For the well-read red

December 15, 2016

Some of's regular contributors offer their suggestions for reading and viewing over the holiday--and some gift ideas for the red on your list.

Danny Katch

TWO SWEEPING novels about the African American experience that came out this year couldn't be more different.

The Underground Railroad by Colson Whitehead is a brilliantly original historical account of slavery that follows Cora as she escapes a Georgia plantation and slowly makes her way north via the famous network that gives the book its title, which in this book isn't just a metaphor.

Along the way, Cora is forced to disembark from the railroad in different states, and the story takes the form of an antebellum Odyssey, with each state presenting a different horror of American racism and slavery.

Whitehead doesn't spare any of the grotesque details of the daily violence visited upon both enslaves and free Blacks, but The Underground Railroad is also a tribute to the collective struggle of African Americans to live against all odds in a country that is terrified of their freedom and humanity.

Early in the story, Cora asks who made the railroad, and the conductor's answer--"Who do you think made it? Who made everything?"--could be interpreted either as Black people or God. In either case, the railroad and everything it represents is a miracle of Black struggle and survival.

Hari Kondabolu performs stand-up
Hari Kondabolu performs stand-up

There isn't anything so divine or high-minded in Paul Beatty's The Sellout, an acidic satire of...uh, everything.

It's your typical story of Boy gets raised by psychotic single father using Boy as a test subject in his Black nationalist sociological experiments, Boy's Los Angeles farming ghetto (that's not a typo) is literally wiped off the map by gentrification, Boy sues Supreme Court for the right to own slaves and re-segregate public schools.

Every page of The Sellout is packed with jokes that range from bitterly funny to funnily bitter. At the National Zoo in D.C., a woman makes a racist joke before she notices the narrator, and then digs herself deeper by saying, "Some of my best friends are monkeys."

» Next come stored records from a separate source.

//! The single reverse connection to an inverter and the gate that
//! serializes everything sent over it.

use crate::inverter::discovery;
use crate::inverter::frame::{Command, EnvelopeCodec};
use crate::inverter::pipeline::{self, Connection, Timing, TransactionIds};
use crate::prelude::*;

use bytes::Bytes;
use std::net::SocketAddr;
use std::sync::{Mutex, PoisonError};
use tokio::sync::MutexGuard;
use tokio::task::JoinHandle;
use tokio_util::codec::Framed;

#[derive(Clone, Copy, Debug, PartialEq, Eq)]
pub enum SessionState {
    Idle,
    Discovering,
    Listening,
    Connected,
    Closing,
}

impl std::fmt::Display for SessionState {
    fn fmt(&self, f: &mut std::fmt::Formatter<'_>) -> std::fmt::Result {
        let s = match self {
            SessionState::Idle => "idle",
            SessionState::Discovering => "discovering",
            SessionState::Listening => "listening",
            SessionState::Connected => "connected",
            SessionState::Closing => "closing",
        };
        write!(f, "{}", s)
    }
}

struct Live {
    conn: Connection,
    peer: SocketAddr,
    // owns the listener; taken and awaited on teardown so the port is free
    // again before the next handshake binds it
    rejector: Option<JoinHandle<()>>,
}

impl Live {
    async fn close(mut self) {
        if let Some(rejector) = self.rejector.take() {
            rejector.abort();
            let _ = rejector.await;
        }
    }
}

impl Drop for Live {
    fn drop(&mut self) {
        if let Some(rejector) = &self.rejector {
            rejector.abort();
        }
    }
}

/// Everything only the gate holder may touch.
#[derive(Default)]
struct Link {
    live: Option<Live>,
    ids: TransactionIds,
    // set while an operation holds the gate; still set afterwards means the
    // operation was dropped midway
    in_flight: bool,
    frame_errors: u32,
}

/// The one connection to the inverter. All wire traffic, connects and
/// disconnects serialize through the gate.
pub struct Session {
    config: config::Inverter,
    state: Mutex<SessionState>,
    gate: tokio::sync::Mutex<Link>,
}

impl Session {
    pub fn new(config: config::Inverter) -> Self {
        Self {
            config,
            state: Mutex::new(SessionState::Idle),
            gate: tokio::sync::Mutex::new(Link::default()),
        }
    }

    /// Current state, without waiting for the gate.
    pub fn state(&self) -> SessionState {
        *self.state.lock().unwrap_or_else(PoisonError::into_inner)
    }

    fn set_state(&self, state: SessionState) {
        let mut current = self.state.lock().unwrap_or_else(PoisonError::into_inner);
        if *current != state {
            trace!("session {} -> {}", *current, state);
            *current = state;
        }
    }

    fn timing(&self) -> Timing {
        Timing {
            command_timeout: self.config.command_timeout(),
            pacing: self.config.pacing(),
        }
    }

    async fn acquire(&self) -> MutexGuard<'_, Link> {
        let mut link = self.gate.lock().await;
        if link.in_flight {
            warn!("previous operation was abandoned midway, forcing reconnect");
            self.teardown(&mut link).await;
        }
        link.in_flight = true;
        link
    }

    fn release(link: &mut MutexGuard<'_, Link>) {
        link.in_flight = false;
    }

    /// Run the discovery handshake unless a connection is already live.
    pub async fn ensure_connected(&self) -> Result<(), Error> {
        let mut link = self.acquire().await;
        let result = self.connect_locked(&mut link).await;
        Self::release(&mut link);
        result
    }

    pub async fn connect(&self) -> Result<(), Error> {
        self.ensure_connected().await
    }

    /// Close the connection and free the listen port. Idempotent.
    pub async fn disconnect(&self) {
        let mut link = self.gate.lock().await;
        self.teardown(&mut link).await;
        link.in_flight = false;
    }

    /// Run `commands` as one batch with the configured number of attempts.
    pub async fn send_bulk(&self, commands: &[Command]) -> Result<Vec<Bytes>, Error> {
        self.send_batch(commands, self.config.retries()).await
    }

    /// Like `send_bulk`, but with an explicit number of attempts. Every
    /// failed attempt drops the connection, waits the retry backoff and
    /// starts over with a fresh handshake. The last error is returned once
    /// attempts run out.
    pub async fn send_batch(
        &self,
        commands: &[Command],
        attempts: u32,
    ) -> Result<Vec<Bytes>, Error> {
        let mut link = self.acquire().await;
        let result = self.send_locked(&mut link, commands, attempts.max(1)).await;
        Self::release(&mut link);
        result
    }

    /// Count decoded (`true`) and malformed (`false`) frames in arrival
    /// order. Too many malformed frames in a row drop the connection.
    pub async fn record_frames(&self, outcomes: &[bool]) {
        let limit = self.config.max_frame_errors();
        let mut link = self.gate.lock().await;

        for ok in outcomes {
            if *ok {
                link.frame_errors = 0;
                continue;
            }
            link.frame_errors += 1;
            if link.frame_errors >= limit {
                warn!(
                    "{} malformed frames in a row, dropping connection",
                    link.frame_errors
                );
                self.teardown(&mut link).await;
            }
        }
    }

    async fn send_locked(
        &self,
        link: &mut Link,
        commands: &[Command],
        attempts: u32,
    ) -> Result<Vec<Bytes>, Error> {
        let timing = self.timing();
        let mut last_error = Error::NoData;

        for attempt in 1..=attempts {
            if attempt > 1 {
                tokio::time::sleep(self.config.retry_backoff()).await;
            }

            let result = match self.connect_locked(link).await {
                Ok(()) => {
                    let Link { live, ids, .. } = &mut *link;
                    match live.as_mut() {
                        Some(live) => {
                            pipeline::run_batch(&mut live.conn, ids, commands, timing).await
                        }
                        None => Err(Error::Connection("not connected".to_string())),
                    }
                }
                Err(e) => Err(e),
            };

            match result {
                Ok(replies) => return Ok(replies),
                Err(e) => {
                    warn!(
                        "batch of {} commands failed (attempt {}/{}): {}",
                        commands.len(),
                        attempt,
                        attempts,
                        e
                    );
                    if e.taints_session() {
                        self.teardown(link).await;
                    }
                    last_error = e;
                }
            }
        }

        Err(last_error)
    }

    async fn connect_locked(&self, link: &mut Link) -> Result<(), Error> {
        if link.live.is_some() {
            return Ok(());
        }

        let result = self.handshake().await;
        match result {
            Ok(live) => {
                info!("inverter connected from {}", live.peer);
                link.live = Some(live);
                link.frame_errors = 0;
                self.set_state(SessionState::Connected);
                Ok(())
            }
            Err(e) => {
                self.set_state(SessionState::Idle);
                Err(e)
            }
        }
    }

    async fn handshake(&self) -> Result<Live, Error> {
        let c = &self.config;

        self.set_state(SessionState::Discovering);
        let (listener, port) = discovery::listen(c.local_ip(), c.local_port()).await?;
        info!(
            "listening on {}:{}, asking {} to connect back",
            c.local_ip(),
            port,
            c.host()
        );
        discovery::announce(c.host(), c.discovery_port(), c.local_ip(), port).await?;

        self.set_state(SessionState::Listening);
        let (stream, peer) = discovery::accept(&listener, c.connect_timeout()).await?;
        let stream = discovery::tune(stream, c.use_tcp_nodelay())?;

        Ok(Live {
            conn: Framed::new(stream, EnvelopeCodec),
            peer,
            rejector: Some(tokio::spawn(discovery::reject_extra(listener))),
        })
    }

    async fn teardown(&self, link: &mut Link) {
        if let Some(live) = link.live.take() {
            self.set_state(SessionState::Closing);
            info!("closing connection to {}", live.peer);
            live.close().await;
        }
        link.frame_errors = 0;
        self.set_state(SessionState::Idle);
    }
}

"This whole city is a Freudian slip of the tongue," the narrator thinks to himself in response, "a concrete hard-on for America's deeds and misdeeds. Slavery? Manifest Destiny? Laverne & Shirley? Standing by idly while Germany tried to kill every Jew in Europe? Why some of my best friends are the Museum of African Art, the Holocaust Museum, the Museum of the American Indian, the National Museum of Women in the Arts. And furthermore, I'll have you know, my sister's daughter is married to an orangutan."

Beatty's extra-caffeinated brand of satire won't be for everyone, but it works for me.

Nicole Colson

OVER THE next four years, we'll need to take our laughs where we can get them. That's why it was fantastic to have comedian Hari Kondabolu's latest album Mainstream American Comic to lighten up election season.

In the tradition of comedians like George Carlin and Bill Hicks, Kondabolu skewers racism and racists, bigotry and the system that breeds it.

Kondabolu heaps scorn on those in power, saving special contempt for Republicans. But Democrats don't escape unscathed either. Recounting meeting Vice President Joe Biden, Kondabolu says that Biden told him, "If I had hair like yours, I'd be president right now." "No you wouldn't," says Kondabolu. "Your hair is the least of your problems, Joe Biden."

"But I didn't say anything to him, you know," Kondabolu adds, "because I didn't want to get droned."

As for our new president-elect? Kondabolu quips, "Donald Trump says things like, 'The Blacks, the women and the gays love me.' I never knew the word 'the' could sound so racist, sexist and homophobic."

My second pick is the Netflix series Marvel's Luke Cage. Set in same universe as The Avengers, Jessica Jones and Dardevil, Cage is a bullet-proof Black man in Harlem who wears a ubiquitous hoodie and stands up for the defenseless against the corrupt--whether they be cops, criminals or politicians.

Some left-wing commentators have taken exception to the kind of "personal responsibility" politics Cage espouses in the show. Yes, the idea that Black men have to "do the right thing" can be a bit preachy at times. But as the series shows, a Black man in a racist world can do everything right and still have his entire life repeatedly ripped apart by the powers that be.

The political climate created by the Black Lives Matter movement is infused throughout the show--and throughout the excellent soundtrack. In an amazing cameo, Wu-Tang Clan's Method Man says, before performing on a radio show, that Cage ran from the police because "Bulletproof is always gonna come second to being Black."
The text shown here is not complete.